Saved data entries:
-------

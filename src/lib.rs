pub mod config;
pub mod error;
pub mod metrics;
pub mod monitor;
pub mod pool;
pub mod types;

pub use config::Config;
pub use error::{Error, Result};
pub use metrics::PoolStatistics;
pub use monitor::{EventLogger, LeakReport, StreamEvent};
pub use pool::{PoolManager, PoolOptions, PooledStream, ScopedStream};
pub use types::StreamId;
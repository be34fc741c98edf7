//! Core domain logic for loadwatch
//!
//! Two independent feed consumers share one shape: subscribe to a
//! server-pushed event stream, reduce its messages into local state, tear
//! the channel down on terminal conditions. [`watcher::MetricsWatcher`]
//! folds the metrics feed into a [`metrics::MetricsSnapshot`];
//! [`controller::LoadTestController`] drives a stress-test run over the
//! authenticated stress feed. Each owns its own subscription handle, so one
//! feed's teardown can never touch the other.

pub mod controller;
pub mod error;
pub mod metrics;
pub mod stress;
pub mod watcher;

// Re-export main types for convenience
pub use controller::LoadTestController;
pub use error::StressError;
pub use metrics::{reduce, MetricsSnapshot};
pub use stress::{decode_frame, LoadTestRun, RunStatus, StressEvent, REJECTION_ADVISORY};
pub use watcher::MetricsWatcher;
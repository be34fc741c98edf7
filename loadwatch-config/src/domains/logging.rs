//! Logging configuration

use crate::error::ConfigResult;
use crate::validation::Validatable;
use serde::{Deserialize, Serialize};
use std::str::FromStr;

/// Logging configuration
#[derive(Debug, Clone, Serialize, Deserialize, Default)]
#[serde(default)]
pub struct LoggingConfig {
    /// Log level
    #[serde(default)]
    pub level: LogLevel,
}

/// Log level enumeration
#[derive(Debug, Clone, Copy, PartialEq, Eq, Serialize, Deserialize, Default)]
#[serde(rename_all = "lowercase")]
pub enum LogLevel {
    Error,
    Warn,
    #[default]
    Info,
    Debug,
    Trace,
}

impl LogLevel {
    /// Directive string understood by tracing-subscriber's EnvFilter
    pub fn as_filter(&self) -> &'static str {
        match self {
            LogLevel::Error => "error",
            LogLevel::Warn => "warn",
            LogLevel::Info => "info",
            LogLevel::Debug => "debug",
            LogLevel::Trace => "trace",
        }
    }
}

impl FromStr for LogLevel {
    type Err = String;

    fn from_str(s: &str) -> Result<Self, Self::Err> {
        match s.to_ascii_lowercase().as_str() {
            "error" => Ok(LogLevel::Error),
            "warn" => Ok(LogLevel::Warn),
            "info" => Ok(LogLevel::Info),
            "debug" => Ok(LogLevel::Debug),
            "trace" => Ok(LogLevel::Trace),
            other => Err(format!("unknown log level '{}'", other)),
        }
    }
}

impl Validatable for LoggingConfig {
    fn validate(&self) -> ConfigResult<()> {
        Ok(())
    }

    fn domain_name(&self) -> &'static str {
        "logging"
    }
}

-------

__Task description__.
Write out the lines of the entries, word for word, from the first through the one containing "touch the other.", and stop at that line.

__Answer below__.
filename src/lib.rs
pub mod config;
pub mod error;
pub mod metrics;
pub mod monitor;
pub mod pool;
pub mod types;

pub use config::Config;
pub use error::{Error, Result};
pub use metrics::PoolStatistics;
pub use monitor::{EventLogger, LeakReport, StreamEvent};
pub use pool::{PoolManager, PoolOptions, PooledStream, ScopedStream};
pub use types::StreamId;
repository be34fc741c98edf7
//! Core domain logic for loadwatch
//!
//! Two independent feed consumers share one shape: subscribe to a
//! server-pushed event stream, reduce its messages into local state, tear
//! the channel down on terminal conditions. [`watcher::MetricsWatcher`]
//! folds the metrics feed into a [`metrics::MetricsSnapshot`];
//! [`controller::LoadTestController`] drives a stress-test run over the
//! authenticated stress feed. Each owns its own subscription handle, so one
//! feed's teardown can never touch the other.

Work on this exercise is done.